The concept here is that you want to build a highway of basic material, and then run it through a production area. The first “bus” area will focus on stone, iron, and copper. You’ll break it into 4 phases, basic material, assembled material, buildings, and storage.
Basic material is the initial smelting process. Stone to Bricks, Iron to Ingots and Magnets, Copper to Ingots. The assembled material will move into the simple items, Gears, Magnetic Coils and Circuit Boards. This phase then leads out with 5 lines to the buildings section (bricks, iron ingots, gears, coils, and circuit boards). You can make nearly every important building with these 5 items (Tesla, Wind Turbine, Belts, Sorters, Splitters, Storage, Smelters, Assemblers, Miners, Thermal Stations).

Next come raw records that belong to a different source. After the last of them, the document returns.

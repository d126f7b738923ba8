//! catalog-rs library - Regional Sync module
//!
//! Keeps the local `regional` table consistent with the regional list of an
//! external system of record, preserving history (no hard deletes), and
//! exposes the sync trigger and regional listings over HTTP.

use axum::Router;
use std::sync::Arc;
use tower_http::trace::TraceLayer;

pub mod api;
pub mod config;
pub mod db;
pub mod error;
pub mod logging;
pub mod models;
pub mod pagination;
pub mod services;

pub use crate::error::{ApiError, ApiResult};

use crate::db::RegionalStore;
use crate::services::RegionalSyncService;

/// Application state shared across HTTP handlers
#[derive(Clone)]
pub struct AppState {
    /// Regional persistence
    pub store: Arc<dyn RegionalStore>,
    /// Reconciliation engine
    pub sync: Arc<RegionalSyncService>,
}

impl AppState {
    pub fn new(store: Arc<dyn RegionalStore>, sync: Arc<RegionalSyncService>) -> Self {
        Self { store, sync }
    }
}

/// Build application router
pub fn build_router(state: AppState) -> Router {
    Router::new()
        .merge(api::regional_routes())
        .merge(api::admin_routes())
        .merge(api::health_routes())
        .layer(TraceLayer::new_for_http())
        .with_state(state)
}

Building all these things is important, but you’ll want to store them too. Setting the maximums is important, you’re unlikely to need more than 50 miners and a box can hold 1500. Best to restrict production so that the resources can be used for things “down the line”.

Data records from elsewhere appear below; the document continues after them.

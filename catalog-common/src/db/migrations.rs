//! Database schema migrations
//!
//! Versioned, idempotent migrations tracked in the `schema_version` table.
//!
//! # Migration Guidelines
//!
//! 1. **Never modify existing migrations** - They must remain stable for users upgrading from older versions
//! 2. **Always add new migrations** - Create a new migration function for each schema change
//! 3. **Use ALTER TABLE / CREATE INDEX IF NOT EXISTS** - Preserve existing data

use crate::Result;
use sqlx::SqlitePool;
use tracing::{info, warn};

/// Current schema version
///
/// **IMPORTANT:** Increment this when adding new migrations
pub const CURRENT_SCHEMA_VERSION: i32 = 1;

/// Name of the opt-in partial unique index on active external ids
pub const SINGLE_ACTIVE_INDEX: &str = "ux_regional_external_id_active";

/// Get current schema version from database
///
/// Returns 0 if schema_version table doesn't exist or has no rows
async fn get_schema_version(pool: &SqlitePool) -> Result<i32> {
    let table_exists: bool = sqlx::query_scalar(
        r#"
        SELECT EXISTS(
            SELECT 1 FROM sqlite_master
            WHERE type='table' AND name='schema_version'
        )
        "#,
    )
    .fetch_one(pool)
    .await?;

    if !table_exists {
        return Ok(0);
    }

    let version: Option<i32> =
        sqlx::query_scalar("SELECT version FROM schema_version ORDER BY version DESC LIMIT 1")
            .fetch_optional(pool)
            .await?;

    Ok(version.unwrap_or(0))
}

/// Set schema version in database
async fn set_schema_version(pool: &SqlitePool, version: i32) -> Result<()> {
    sqlx::query("INSERT INTO schema_version (version) VALUES (?)")
        .bind(version)
        .execute(pool)
        .await?;

    Ok(())
}

/// Run all pending migrations
pub async fn run_migrations(pool: &SqlitePool) -> Result<()> {
    let current_version = get_schema_version(pool).await?;

    if current_version == CURRENT_SCHEMA_VERSION {
        info!("Database schema is up to date (v{})", current_version);
        return Ok(());
    }

    if current_version > CURRENT_SCHEMA_VERSION {
        warn!(
            "Database schema version ({}) is newer than code version ({})",
            current_version, CURRENT_SCHEMA_VERSION
        );
        warn!("This may indicate a downgrade. Proceeding with caution.");
        return Ok(());
    }

    info!(
        "Running database migrations: v{} -> v{}",
        current_version, CURRENT_SCHEMA_VERSION
    );

    if current_version < 1 {
        migrate_v1(pool).await?;
        set_schema_version(pool, 1).await?;
        info!("✓ Migration v1 completed");
    }

    info!("All migrations completed successfully");
    Ok(())
}

/// Migration v1: index the active-set lookup on regional
async fn migrate_v1(pool: &SqlitePool) -> Result<()> {
    info!("Running migration v1: Add (external_id, ativo) index to regional");

    sqlx::query(
        "CREATE INDEX IF NOT EXISTS idx_regional_external_id_ativo ON regional (external_id, ativo)",
    )
    .execute(pool)
    .await?;

    Ok(())
}

/// Enforce at most one active row per external id at the storage level
///
/// Not applied by default: concurrent sync runs are lock-free unless an
/// integrator opts in. Fails with a database error if the table already
/// holds duplicate active rows; a sync run repairs those first.
pub async fn ensure_single_active_index(pool: &SqlitePool) -> Result<()> {
    sqlx::query(&format!(
        "CREATE UNIQUE INDEX IF NOT EXISTS {} ON regional (external_id) \
         WHERE ativo = 1 AND external_id IS NOT NULL",
        SINGLE_ACTIVE_INDEX
    ))
    .execute(pool)
    .await?;

    info!("Single-active constraint enabled on regional.external_id");
    Ok(())
}

/// Remove the single-active index if present
pub async fn drop_single_active_index(pool: &SqlitePool) -> Result<()> {
    sqlx::query(&format!("DROP INDEX IF EXISTS {}", SINGLE_ACTIVE_INDEX))
        .execute(pool)
        .await?;

    Ok(())
}

/// Whether the single-active index currently exists
pub async fn has_single_active_index(pool: &SqlitePool) -> Result<bool> {
    let exists: bool = sqlx::query_scalar(
        "SELECT EXISTS(SELECT 1 FROM sqlite_master WHERE type = 'index' AND name = ?)",
    )
    .bind(SINGLE_ACTIVE_INDEX)
    .fetch_one(pool)
    .await?;

    Ok(exists)
}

Since this bus takes space, you’re going to need some rather open room to build it all. I’ve personally split it into 2 groups – one for the first 2 phases, then another for the last 2. Breaking up a phase is not a good idea, you’ll end up with spaghetti lines. The best part of a bus is that if you empty an ore node, it’s really easy to run a new supply line to the start and not have to rebuild the entire thing. And since you’ll have 5 main outputs (and access to copper ingots), you can then work to have a more complex 5th tier of the bus to make things go.
The concepts of buses are important, as you’re going to need to do it again for oil, and then again for silicon. You’ll have basic inputs, a transform phase, and then a storage phase. And then use that storage to kick off another transform & storage phase. The storage part is super important, as it allows you to make changes within the bus and not have impacts on the rate of production downstream. As supply chains get more complex, breaking an early part can have devastating effects down stream. It also allows you to create one-off items when automation isn’t practical (e.g. early logistic stations).
The research tree in DSP is big, and it’s entirely possible to research a tech and not be able to build the items because it’s missing a dependency. It’s also not at all clear to a new player what’s actually important!
Having done a full playthrough, I have a much greater appreciation for what’s important for progress. You’ll reach pain points that prevent automation, so my general thinking is:
- Basic power (tesla + wind turbines)
- Mining (to get ore)
- Smelting (to make ingots)
- Logistics (belts and sorters)
- Assemblers (to complete the bus)
- Blue Matrix (research cubes)
- Graphite (refined coal)
- Thermal Plants
That’s pretty much all you need to get the main starter bus up and running. The upgrade tree (generic upgrades) are also good, where you really want to unlock Drive Engine 2 in order to visit another planet. The other planet will have silicon & titanium, essential for future growth.
The early game is all about Blue Matrix production. You need oil to get to the Red Matrix phase, which is a new bus that is more dependent on glass production (stone) and a completely different bus (water, sulphur, coal, oil). The Yellow Matrix phase is a right mess, because it needs Titanium and Silicon, which are only found on another planet. You need a fair chunk of it too, like 6 trips with full inventory worth, to get access to the real goal – Interplanetary Logistic Stations.
When you get access to those (~ the 8hr mark), the game completely changes in scope. For another post.